HolyCrypt Ransomware uses variable vectors of infection – anything from corrupted links and drive-by downloads to Trojans. However, as with most other ransomware threats out there, the most common vector of infection seems to be the 'spam e-mail attachment' method . Usually, the user receives a suspicious e-mail with a file attached whose name reads something along the lines of 'ReportXYZ.pdf.exe.', where infection occurs if the user is careless enough to download a suspicious file.
How to Prevent HolyCrypt Ransomware Attacks?
Usually, not opening suspicious correspondence reduces the risk of HolyCrypt Ransomware infection dramatically. Keeping an up-to-date version of a legitimate anti-malware program makes the infection even less likely.
What to Do in Case of a HolyCrypt Ransomware Attack?
IT security specialists recommend that once a HolyCrypt Ransomware infection becomes apparent, users should adhere to the following guidelines:
- Do not pay the criminals – although the ransom note is threatening and losing data might be devastating, complying with the cyber-criminals' demands is ill advised and not guaranteed to produce the desired outcome.
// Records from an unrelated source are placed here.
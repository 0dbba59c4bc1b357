//! Output formatting and persistence for weather reports.
//!
//! Supports pretty-printing, JSON serialization, and CSV append of day records.

use anyhow::Result;
use serde::Serialize;
use tracing::{debug, info};

use crate::regime::{DayRecord, WeatherReport};
use csv::WriterBuilder;
use std::fs::OpenOptions;
use std::path::Path;

/// Logs a report using Rust's debug pretty-print format.
pub fn print_pretty(report: &WeatherReport) {
    debug!("{:#?}", report);
}

/// Logs any serializable value as pretty-printed JSON.
pub fn print_json<T: Serialize>(value: &T) -> Result<()> {
    info!("{}", serde_json::to_string_pretty(value)?);
    Ok(())
}

/// Appends day records as rows to a CSV file.
///
/// Creates the file with headers if it does not already exist.
pub fn append_days(path: &str, days: &[DayRecord]) -> Result<()> {
    let file_exists = Path::new(path).exists();
    debug!(path, file_exists, rows = days.len(), "Appending CSV records");

    let file = OpenOptions::new().append(true).create(true).open(path)?;

    let mut writer = WriterBuilder::new()
        .has_headers(!file_exists)
        .from_writer(file);

    for day in days {
        writer.serialize(day)?;
    }
    writer.flush()?;

    Ok(())
}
- Clean your device – rooting out a HolyCrypt Ransomware infection can be done easily with legitimate malware removal tools. Alternatively, it can be done manually in safe mode, but doing so is guaranteed to require a lot of time and effort, not to mention, high levels of IT proficiency, and may not always work due to the fact that HolyCrypt Ransomware tends to dump copies of itself all over the infected device's hard drive. Restore data via Shadow Volume Copies – unlike some of the more vicious and thorough examples of ransomware, HolyCrypt ransomware does not attack Shadow Volume Copies, which means that an IT specialist may be capable of recovering some of the files that were stored on the device. Unfortunately, success is not always guaranteed.
- Retain the encrypted data –there is no reliable way to decrypt files encrypted with HolyCrypt Ransomware. However, that doesn't necessarily mean that one won't be devised by IT specialists in the future. It is advisable that irreplaceable data that has been encrypted should be saved and preserved, rather than deleted. Since HolyCrypt Ransomware augments, but otherwise keeps the names of the files pretty much intact, users can pick and choose what to preserve in the hope that a decryption tool will be made at some point in the future.